# HAPPINESS = HEATED BED



## yagyujubei (Dec 27, 2012)

Brand new HEATED bed for the kitties. AAAAAHHHHHHHHHHHH...


----------



## Yvonne G (Dec 27, 2012)

Now we need a thread, "Are your cats spoiled?" I'll bet they love that!


----------



## Jacqui (Dec 27, 2012)

Beautiful cats, but you need a few more, that bed is wayyyy to empty.


----------



## yagyujubei (Dec 27, 2012)

No more., I have found that three is the optimal number. Four is too many, and they start plotting against me. Plus, since I actually bought a heated dog bed, all three fit in nicely.


Jacqui said:


> Beautiful cats, but you need a few more, that bed is wayyyy to empty.


----------



## Tom (Dec 27, 2012)

Yeah, more than three and Dennis could start to become "that crazy cat lady" in the neighborhood...

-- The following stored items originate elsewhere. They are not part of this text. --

//! File selection criteria.
//!
//! Decides which regular files are handed to the workers and which
//! directories the scanner descends into. Exclusions are matched against
//! the bare entry name, never the full path, so an excluded directory name
//! prunes every subtree that carries it.
//!
//! Backups and temporary files left by the writer are never selected.

use crate::error::{Error, Result};
use crate::file::{BACKUP_MARKER, TEMP_SUFFIX};
use globset::{GlobBuilder, GlobSet, GlobSetBuilder};
use std::collections::BTreeSet;
use std::path::Path;

/// Configuration for file selection.
///
/// An empty extension list selects every file regardless of extension.
#[derive(Debug, Clone, Default)]
pub struct FileFilterConfig {
    extensions: Vec<String>,
    exclude_directories: Vec<String>,
    exclude_files: Vec<String>,
}

impl FileFilterConfig {
    /// Creates an empty configuration that selects every file.
    #[must_use]
    pub fn new() -> Self {
        Self::default()
    }

    /// Sets the extension allow-list. Leading dots are ignored.
    #[must_use]
    pub fn extensions(mut self, extensions: Vec<String>) -> Self {
        self.extensions = extensions;
        self
    }

    /// Sets directory names to skip.
    #[must_use]
    pub fn exclude_directories(mut self, names: Vec<String>) -> Self {
        self.exclude_directories = names;
        self
    }

    /// Sets file names to skip.
    #[must_use]
    pub fn exclude_files(mut self, names: Vec<String>) -> Self {
        self.exclude_files = names;
        self
    }

    /// Returns the normalized extension allow-list.
    #[must_use]
    pub fn allowed_extensions(&self) -> BTreeSet<String> {
        self.extensions
            .iter()
            .map(|ext| ext.trim().trim_start_matches('.'))
            .filter(|ext| !ext.is_empty())
            .map(str::to_string)
            .collect()
    }
}

#[derive(Debug, Clone)]
pub(crate) struct FileFilter {
    extensions: BTreeSet<String>,
    exclude_files: GlobSet,
    exclude_directories: GlobSet,
    artifacts: GlobSet,
}

impl FileFilter {
    /// Compiles the name patterns of a selection configuration.
    ///
    /// # Errors
    ///
    /// Returns an error if an exclusion name is not a valid pattern.
    pub(crate) fn new(config: &FileFilterConfig) -> Result<Self> {
        Ok(Self {
            extensions: config.allowed_extensions(),
            exclude_files: Self::build_globset(&config.exclude_files)?,
            exclude_directories: Self::build_globset(&config.exclude_directories)?,
            artifacts: Self::build_globset(&[
                format!("*{BACKUP_MARKER}[0-9]*"),
                format!(".*{TEMP_SUFFIX}"),
            ])?,
        })
    }

    fn build_globset(names: &[String]) -> Result<GlobSet> {
        let mut builder = GlobSetBuilder::new();

        for name in names.iter().map(|n| n.trim()).filter(|n| !n.is_empty()) {
            let glob = GlobBuilder::new(name)
                .literal_separator(true)
                .build()
                .map_err(|e| Error::invalid_pattern(name, e.to_string()))?;
            builder.add(glob);
        }

        builder
            .build()
            .map_err(|e| Error::config(format!("Failed to build name matcher: {e}")))
    }

    /// Returns true if a regular file at `path` should be selected.
    pub(crate) fn matches_file(&self, path: &Path) -> bool {
        let Some(name) = path.file_name() else {
            return false;
        };

        if self.exclude_files.is_match(name) || self.artifacts.is_match(name) {
            return false;
        }

        if self.extensions.is_empty() {
            return true;
        }

        path.extension()
            .and_then(|ext| ext.to_str())
            .is_some_and(|ext| self.extensions.contains(ext))
    }

    /// Returns true if the scanner should recurse into the directory at `path`.
    pub(crate) fn should_descend(&self, path: &Path) -> bool {
        path.file_name()
            .is_none_or(|name| !self.exclude_directories.is_match(name))
    }
}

Oh wait... Do you have more than three Jacqui?


----------



## Edna (Dec 27, 2012)

I completely agree with your thread title. Wait - were you talking about cats?


----------



## Jacqui (Dec 27, 2012)

Tom said:


> Yeah, more than three and Dennis could start to become "that crazy cat lady" in the neighborhood...
> 
> Oh wait... Do you have more than three Jacqui?



Ummm me??? More then three cats?? Are we talking more then three in each color, sex, and hair length combo??




Edna said:


> I completely agree with your thread title. Wait - were you talking about cats?



 That had been my first thought, too!!


----------



## Kerryann (Dec 27, 2012)

Awww they are so cute.


----------